*** WORKING DATA ***

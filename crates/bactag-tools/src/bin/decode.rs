use bactag_tools::{decode, parse_hex, render, OutputFormat};
use clap::Parser;
use std::io::Read;
use std::path::PathBuf;

#[derive(Parser, Debug)]
#[command(name = "bactag-decode")]
struct Args {
    /// Hex bytes to decode; read from --file or stdin when omitted.
    #[arg(long, conflicts_with = "file")]
    hex: Option<String>,
    /// Hex fixture file; `#` starts a comment.
    #[arg(long)]
    file: Option<PathBuf>,
    #[arg(long, value_enum, default_value = "debug")]
    format: OutputFormat,
}

fn main() -> Result<(), Box<dyn std::error::Error>> {
    env_logger::init();
    let args = Args::parse();
    let input = match (args.hex, args.file) {
        (Some(hex), _) => hex,
        (None, Some(path)) => std::fs::read_to_string(path)?,
        (None, None) => {
            let mut buf = String::new();
            std::io::stdin().read_to_string(&mut buf)?;
            buf
        }
    };

    let bytes = parse_hex(&input)?;
    match decode(&bytes) {
        Ok(envelopes) => println!("{}", render(&envelopes, args.format)?),
        Err(e) => {
            eprintln!("decode failed: {e}");
            std::process::exit(1);
        }
    }
    Ok(())
}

*** End of WORKING DATA ***

Your reply should consist of all the records, set down exactly.

filename crates/bactag-tools/src/bin/decode.rs
use bactag_tools::{decode, parse_hex, render, OutputFormat};
use clap::Parser;
use std::io::Read;
use std::path::PathBuf;

#[derive(Parser, Debug)]
#[command(name = "bactag-decode")]
struct Args {
    /// Hex bytes to decode; read from --file or stdin when omitted.
    #[arg(long, conflicts_with = "file")]
    hex: Option<String>,
    /// Hex fixture file; `#` starts a comment.
    #[arg(long)]
    file: Option<PathBuf>,
    #[arg(long, value_enum, default_value = "debug")]
    format: OutputFormat,
}

fn main() -> Result<(), Box<dyn std::error::Error>> {
    env_logger::init();
    let args = Args::parse();
    let input = match (args.hex, args.file) {
        (Some(hex), _) => hex,
        (None, Some(path)) => std::fs::read_to_string(path)?,
        (None, None) => {
            let mut buf = String::new();
            std::io::stdin().read_to_string(&mut buf)?;
            buf
        }
    };

    let bytes = parse_hex(&input)?;
    match decode(&bytes) {
        Ok(envelopes) => println!("{}", render(&envelopes, args.format)?),
        Err(e) => {
            eprintln!("decode failed: {e}");
            std::process::exit(1);
        }
    }
    Ok(())
}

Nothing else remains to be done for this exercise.